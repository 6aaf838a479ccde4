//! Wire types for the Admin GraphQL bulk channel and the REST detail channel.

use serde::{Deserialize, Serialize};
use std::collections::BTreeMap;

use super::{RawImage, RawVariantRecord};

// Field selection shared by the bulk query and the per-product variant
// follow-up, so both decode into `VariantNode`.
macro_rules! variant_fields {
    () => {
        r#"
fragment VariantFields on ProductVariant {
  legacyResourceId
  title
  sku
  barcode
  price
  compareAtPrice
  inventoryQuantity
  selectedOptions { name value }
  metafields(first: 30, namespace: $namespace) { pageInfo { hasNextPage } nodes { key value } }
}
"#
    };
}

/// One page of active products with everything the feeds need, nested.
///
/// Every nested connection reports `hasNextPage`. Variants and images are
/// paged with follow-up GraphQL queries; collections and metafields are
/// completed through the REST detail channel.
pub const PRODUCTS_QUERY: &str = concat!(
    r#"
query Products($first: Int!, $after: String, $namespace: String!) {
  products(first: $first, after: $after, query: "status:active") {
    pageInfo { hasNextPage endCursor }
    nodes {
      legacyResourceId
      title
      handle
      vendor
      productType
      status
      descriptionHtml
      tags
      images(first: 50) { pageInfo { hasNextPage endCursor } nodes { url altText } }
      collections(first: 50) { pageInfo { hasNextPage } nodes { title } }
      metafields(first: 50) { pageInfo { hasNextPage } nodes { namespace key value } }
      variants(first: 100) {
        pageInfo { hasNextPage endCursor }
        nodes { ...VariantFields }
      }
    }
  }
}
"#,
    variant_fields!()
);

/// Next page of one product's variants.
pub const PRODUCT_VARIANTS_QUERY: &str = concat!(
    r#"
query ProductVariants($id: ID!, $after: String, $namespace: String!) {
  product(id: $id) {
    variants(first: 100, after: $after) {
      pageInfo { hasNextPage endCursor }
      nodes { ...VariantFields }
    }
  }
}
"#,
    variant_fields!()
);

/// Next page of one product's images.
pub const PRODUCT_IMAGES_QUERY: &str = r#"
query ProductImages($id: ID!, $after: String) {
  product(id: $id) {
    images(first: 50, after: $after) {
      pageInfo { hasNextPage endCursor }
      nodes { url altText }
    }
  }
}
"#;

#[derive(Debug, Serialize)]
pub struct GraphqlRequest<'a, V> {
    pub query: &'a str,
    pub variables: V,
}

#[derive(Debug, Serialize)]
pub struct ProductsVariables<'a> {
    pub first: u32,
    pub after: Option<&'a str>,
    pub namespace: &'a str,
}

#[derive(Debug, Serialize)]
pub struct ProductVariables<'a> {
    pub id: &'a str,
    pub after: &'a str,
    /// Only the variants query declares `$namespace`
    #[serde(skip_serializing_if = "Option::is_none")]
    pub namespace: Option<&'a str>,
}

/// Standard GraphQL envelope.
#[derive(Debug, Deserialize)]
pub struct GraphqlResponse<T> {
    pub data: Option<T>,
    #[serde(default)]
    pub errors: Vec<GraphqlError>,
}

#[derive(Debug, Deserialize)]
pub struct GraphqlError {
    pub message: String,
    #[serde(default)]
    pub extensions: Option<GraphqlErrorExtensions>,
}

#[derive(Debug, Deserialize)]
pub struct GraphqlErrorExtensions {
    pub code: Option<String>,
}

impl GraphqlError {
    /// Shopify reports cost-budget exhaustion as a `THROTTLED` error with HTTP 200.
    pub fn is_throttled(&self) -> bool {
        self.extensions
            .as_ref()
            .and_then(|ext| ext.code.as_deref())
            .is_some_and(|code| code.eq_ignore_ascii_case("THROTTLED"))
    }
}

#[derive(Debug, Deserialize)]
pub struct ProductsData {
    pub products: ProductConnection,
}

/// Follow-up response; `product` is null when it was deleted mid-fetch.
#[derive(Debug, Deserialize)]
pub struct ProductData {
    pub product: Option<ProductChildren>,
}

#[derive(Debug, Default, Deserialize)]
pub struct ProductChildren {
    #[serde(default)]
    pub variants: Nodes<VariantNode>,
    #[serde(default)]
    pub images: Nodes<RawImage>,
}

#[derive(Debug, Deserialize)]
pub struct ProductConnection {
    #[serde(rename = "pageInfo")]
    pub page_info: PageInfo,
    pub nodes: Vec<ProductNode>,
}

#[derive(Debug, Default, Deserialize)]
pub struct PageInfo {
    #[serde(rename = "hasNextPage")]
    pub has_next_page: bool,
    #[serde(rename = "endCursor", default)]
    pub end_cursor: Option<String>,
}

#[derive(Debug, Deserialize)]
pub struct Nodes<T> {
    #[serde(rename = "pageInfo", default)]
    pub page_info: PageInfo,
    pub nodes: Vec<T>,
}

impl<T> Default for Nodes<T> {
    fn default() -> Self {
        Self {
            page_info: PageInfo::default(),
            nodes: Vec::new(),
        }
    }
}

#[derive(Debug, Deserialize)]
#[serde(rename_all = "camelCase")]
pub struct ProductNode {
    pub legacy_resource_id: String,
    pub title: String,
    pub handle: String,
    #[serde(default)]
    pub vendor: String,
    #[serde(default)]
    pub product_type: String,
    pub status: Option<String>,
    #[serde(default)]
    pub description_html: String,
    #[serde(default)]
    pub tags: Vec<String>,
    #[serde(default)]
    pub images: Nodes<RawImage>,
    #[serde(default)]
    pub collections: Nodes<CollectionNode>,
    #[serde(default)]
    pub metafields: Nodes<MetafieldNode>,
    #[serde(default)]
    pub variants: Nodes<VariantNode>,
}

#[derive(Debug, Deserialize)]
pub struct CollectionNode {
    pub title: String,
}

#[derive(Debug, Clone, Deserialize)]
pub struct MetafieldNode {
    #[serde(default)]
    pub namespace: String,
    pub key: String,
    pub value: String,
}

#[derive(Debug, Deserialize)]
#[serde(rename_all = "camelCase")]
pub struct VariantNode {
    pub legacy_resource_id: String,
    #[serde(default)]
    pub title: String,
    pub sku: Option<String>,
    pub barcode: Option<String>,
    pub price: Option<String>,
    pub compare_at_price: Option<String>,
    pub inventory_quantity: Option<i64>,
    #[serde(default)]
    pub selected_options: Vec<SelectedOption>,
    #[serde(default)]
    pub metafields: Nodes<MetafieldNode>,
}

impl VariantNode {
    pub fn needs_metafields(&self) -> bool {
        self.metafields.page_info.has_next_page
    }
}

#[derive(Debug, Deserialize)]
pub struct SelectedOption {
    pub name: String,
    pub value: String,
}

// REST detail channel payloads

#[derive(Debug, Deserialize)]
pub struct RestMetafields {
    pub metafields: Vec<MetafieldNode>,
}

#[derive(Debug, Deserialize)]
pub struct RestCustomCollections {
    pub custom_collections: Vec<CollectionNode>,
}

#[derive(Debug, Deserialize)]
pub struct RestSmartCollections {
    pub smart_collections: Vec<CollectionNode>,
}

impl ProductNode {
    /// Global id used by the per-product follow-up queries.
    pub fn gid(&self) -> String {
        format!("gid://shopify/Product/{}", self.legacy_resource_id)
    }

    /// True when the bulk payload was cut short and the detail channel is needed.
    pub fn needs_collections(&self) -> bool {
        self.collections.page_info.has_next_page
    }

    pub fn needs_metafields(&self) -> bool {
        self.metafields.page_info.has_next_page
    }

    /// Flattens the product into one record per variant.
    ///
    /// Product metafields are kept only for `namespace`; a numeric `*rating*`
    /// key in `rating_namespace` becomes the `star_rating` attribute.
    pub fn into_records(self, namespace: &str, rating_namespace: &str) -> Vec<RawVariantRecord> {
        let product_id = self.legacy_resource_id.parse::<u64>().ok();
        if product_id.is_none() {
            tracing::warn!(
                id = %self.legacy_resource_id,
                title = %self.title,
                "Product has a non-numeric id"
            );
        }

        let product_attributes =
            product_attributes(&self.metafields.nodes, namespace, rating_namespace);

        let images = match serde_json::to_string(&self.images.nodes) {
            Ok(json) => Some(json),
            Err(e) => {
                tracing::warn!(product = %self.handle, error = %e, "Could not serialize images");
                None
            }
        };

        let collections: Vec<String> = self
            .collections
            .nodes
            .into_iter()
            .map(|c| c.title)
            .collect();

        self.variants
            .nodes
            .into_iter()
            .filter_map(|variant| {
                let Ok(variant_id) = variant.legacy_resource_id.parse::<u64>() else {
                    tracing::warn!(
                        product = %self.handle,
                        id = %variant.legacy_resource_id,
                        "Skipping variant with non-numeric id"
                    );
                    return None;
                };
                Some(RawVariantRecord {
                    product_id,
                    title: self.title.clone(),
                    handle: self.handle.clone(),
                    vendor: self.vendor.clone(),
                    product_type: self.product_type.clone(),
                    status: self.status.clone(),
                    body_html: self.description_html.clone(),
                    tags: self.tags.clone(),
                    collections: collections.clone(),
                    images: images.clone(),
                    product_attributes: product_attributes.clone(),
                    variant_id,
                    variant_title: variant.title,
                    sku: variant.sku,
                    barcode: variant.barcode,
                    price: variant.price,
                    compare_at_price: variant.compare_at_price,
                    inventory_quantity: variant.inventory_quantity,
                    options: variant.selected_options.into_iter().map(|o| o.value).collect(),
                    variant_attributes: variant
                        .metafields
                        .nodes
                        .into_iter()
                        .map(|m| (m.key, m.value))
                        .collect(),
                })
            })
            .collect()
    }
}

--

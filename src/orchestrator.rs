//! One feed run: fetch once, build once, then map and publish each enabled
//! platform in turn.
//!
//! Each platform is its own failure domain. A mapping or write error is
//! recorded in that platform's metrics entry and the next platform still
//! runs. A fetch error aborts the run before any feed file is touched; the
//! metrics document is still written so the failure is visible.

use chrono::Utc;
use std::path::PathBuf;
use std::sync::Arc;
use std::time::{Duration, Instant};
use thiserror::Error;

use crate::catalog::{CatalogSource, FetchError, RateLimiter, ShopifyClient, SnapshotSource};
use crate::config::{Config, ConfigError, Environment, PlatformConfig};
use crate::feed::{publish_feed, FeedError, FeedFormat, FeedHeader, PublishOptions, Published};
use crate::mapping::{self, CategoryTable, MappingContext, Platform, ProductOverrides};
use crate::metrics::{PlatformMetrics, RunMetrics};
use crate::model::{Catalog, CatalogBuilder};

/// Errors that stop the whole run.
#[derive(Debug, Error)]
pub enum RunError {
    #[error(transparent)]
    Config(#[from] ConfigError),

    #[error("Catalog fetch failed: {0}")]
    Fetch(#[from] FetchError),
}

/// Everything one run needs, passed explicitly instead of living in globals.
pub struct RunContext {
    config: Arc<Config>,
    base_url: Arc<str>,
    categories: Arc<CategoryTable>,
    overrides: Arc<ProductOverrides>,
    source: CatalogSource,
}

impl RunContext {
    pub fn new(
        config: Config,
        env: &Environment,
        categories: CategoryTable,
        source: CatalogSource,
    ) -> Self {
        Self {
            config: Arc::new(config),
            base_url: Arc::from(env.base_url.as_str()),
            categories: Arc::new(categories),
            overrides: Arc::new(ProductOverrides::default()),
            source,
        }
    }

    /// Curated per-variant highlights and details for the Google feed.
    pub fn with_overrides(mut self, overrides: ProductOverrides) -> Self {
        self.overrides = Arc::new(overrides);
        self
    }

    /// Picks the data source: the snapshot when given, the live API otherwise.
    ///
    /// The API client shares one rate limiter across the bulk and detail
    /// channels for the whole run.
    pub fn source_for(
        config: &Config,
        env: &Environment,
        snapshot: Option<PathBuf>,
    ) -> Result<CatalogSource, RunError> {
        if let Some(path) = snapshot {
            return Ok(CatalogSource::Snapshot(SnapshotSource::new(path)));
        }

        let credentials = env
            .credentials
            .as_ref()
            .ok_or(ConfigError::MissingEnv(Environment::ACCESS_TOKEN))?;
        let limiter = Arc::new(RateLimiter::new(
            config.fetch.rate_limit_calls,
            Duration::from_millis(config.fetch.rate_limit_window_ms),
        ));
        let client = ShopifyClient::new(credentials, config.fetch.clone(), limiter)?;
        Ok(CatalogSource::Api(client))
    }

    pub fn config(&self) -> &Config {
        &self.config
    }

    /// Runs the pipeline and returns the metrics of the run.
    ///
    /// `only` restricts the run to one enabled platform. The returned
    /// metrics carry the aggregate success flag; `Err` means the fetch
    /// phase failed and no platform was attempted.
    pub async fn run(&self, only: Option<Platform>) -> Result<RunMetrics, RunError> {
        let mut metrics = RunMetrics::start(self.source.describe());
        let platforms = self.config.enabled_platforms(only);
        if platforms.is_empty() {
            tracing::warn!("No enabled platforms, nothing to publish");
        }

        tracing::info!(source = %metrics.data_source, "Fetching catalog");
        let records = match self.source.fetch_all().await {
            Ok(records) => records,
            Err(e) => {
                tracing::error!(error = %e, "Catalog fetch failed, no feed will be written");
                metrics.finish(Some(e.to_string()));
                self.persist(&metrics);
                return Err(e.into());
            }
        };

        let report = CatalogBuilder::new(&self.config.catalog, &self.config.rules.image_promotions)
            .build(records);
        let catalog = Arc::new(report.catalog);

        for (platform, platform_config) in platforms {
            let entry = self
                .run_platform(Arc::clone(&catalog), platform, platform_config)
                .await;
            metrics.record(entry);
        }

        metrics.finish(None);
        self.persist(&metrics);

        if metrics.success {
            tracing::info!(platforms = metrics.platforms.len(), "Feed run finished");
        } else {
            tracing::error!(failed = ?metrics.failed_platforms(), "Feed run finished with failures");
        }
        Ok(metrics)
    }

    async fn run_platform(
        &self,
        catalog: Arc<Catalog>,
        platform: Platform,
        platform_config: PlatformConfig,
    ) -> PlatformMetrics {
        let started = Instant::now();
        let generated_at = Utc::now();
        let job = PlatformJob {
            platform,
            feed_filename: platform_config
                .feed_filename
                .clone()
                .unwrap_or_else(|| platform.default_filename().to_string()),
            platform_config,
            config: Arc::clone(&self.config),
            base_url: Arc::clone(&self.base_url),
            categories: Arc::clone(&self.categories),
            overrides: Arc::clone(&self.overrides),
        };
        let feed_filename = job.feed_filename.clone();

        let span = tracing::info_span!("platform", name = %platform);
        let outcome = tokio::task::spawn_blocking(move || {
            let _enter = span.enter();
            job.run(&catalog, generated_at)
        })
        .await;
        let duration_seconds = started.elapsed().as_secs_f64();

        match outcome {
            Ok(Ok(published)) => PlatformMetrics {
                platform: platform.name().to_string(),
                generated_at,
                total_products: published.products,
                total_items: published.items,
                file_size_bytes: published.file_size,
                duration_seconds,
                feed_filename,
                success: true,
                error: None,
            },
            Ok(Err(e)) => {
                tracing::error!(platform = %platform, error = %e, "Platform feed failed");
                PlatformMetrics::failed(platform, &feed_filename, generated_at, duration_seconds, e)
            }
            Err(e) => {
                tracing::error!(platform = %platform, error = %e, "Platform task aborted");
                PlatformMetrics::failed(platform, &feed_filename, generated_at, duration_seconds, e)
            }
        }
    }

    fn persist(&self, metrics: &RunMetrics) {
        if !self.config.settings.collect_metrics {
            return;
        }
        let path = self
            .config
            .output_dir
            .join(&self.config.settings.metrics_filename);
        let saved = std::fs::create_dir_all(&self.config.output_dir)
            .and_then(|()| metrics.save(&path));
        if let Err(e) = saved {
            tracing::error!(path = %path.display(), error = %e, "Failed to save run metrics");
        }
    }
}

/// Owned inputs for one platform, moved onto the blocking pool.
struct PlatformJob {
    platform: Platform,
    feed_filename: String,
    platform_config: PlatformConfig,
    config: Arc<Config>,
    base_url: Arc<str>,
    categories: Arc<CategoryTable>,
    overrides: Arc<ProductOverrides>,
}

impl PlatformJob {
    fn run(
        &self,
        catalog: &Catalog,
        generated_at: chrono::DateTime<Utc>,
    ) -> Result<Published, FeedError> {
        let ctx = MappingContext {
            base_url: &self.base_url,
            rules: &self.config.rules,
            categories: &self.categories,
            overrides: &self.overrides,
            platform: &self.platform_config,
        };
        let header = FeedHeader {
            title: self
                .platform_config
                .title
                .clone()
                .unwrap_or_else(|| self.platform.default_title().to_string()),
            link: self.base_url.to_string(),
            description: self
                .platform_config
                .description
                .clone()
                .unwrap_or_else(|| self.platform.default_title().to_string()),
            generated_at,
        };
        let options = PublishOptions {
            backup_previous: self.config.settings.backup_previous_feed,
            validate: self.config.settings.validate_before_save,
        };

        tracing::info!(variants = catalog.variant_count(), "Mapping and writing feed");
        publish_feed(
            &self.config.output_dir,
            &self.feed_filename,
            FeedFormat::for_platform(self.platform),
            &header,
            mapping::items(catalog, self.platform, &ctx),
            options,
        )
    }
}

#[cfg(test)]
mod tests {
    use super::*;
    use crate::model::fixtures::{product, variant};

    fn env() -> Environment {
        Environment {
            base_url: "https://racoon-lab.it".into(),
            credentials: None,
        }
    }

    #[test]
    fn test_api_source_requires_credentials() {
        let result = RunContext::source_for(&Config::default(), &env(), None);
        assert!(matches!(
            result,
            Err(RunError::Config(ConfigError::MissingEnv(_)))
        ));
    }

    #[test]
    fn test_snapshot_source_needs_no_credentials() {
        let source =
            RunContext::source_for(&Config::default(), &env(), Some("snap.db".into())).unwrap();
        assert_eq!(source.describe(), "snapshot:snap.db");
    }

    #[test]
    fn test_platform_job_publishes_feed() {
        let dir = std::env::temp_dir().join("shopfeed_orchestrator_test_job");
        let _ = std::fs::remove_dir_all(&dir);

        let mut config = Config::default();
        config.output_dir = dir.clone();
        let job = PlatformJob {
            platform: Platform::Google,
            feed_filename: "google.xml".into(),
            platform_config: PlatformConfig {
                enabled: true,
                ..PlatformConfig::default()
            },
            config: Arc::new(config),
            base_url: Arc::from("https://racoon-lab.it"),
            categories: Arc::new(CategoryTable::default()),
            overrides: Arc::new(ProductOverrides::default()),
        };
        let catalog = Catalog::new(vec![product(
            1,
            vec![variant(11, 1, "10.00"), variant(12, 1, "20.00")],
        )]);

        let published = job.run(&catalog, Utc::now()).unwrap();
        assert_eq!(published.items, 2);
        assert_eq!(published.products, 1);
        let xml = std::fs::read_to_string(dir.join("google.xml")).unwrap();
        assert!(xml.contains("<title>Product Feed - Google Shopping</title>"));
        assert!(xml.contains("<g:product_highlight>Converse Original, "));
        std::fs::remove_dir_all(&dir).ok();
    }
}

PROBLEM TO WORK ON: Pick every line containing the word "entry" out of the material, and copy those lines.

ANSWER TO THIS EXERCISE:
//! recorded in that platform's metrics entry and the next platform still
            let entry = self
            metrics.record(entry);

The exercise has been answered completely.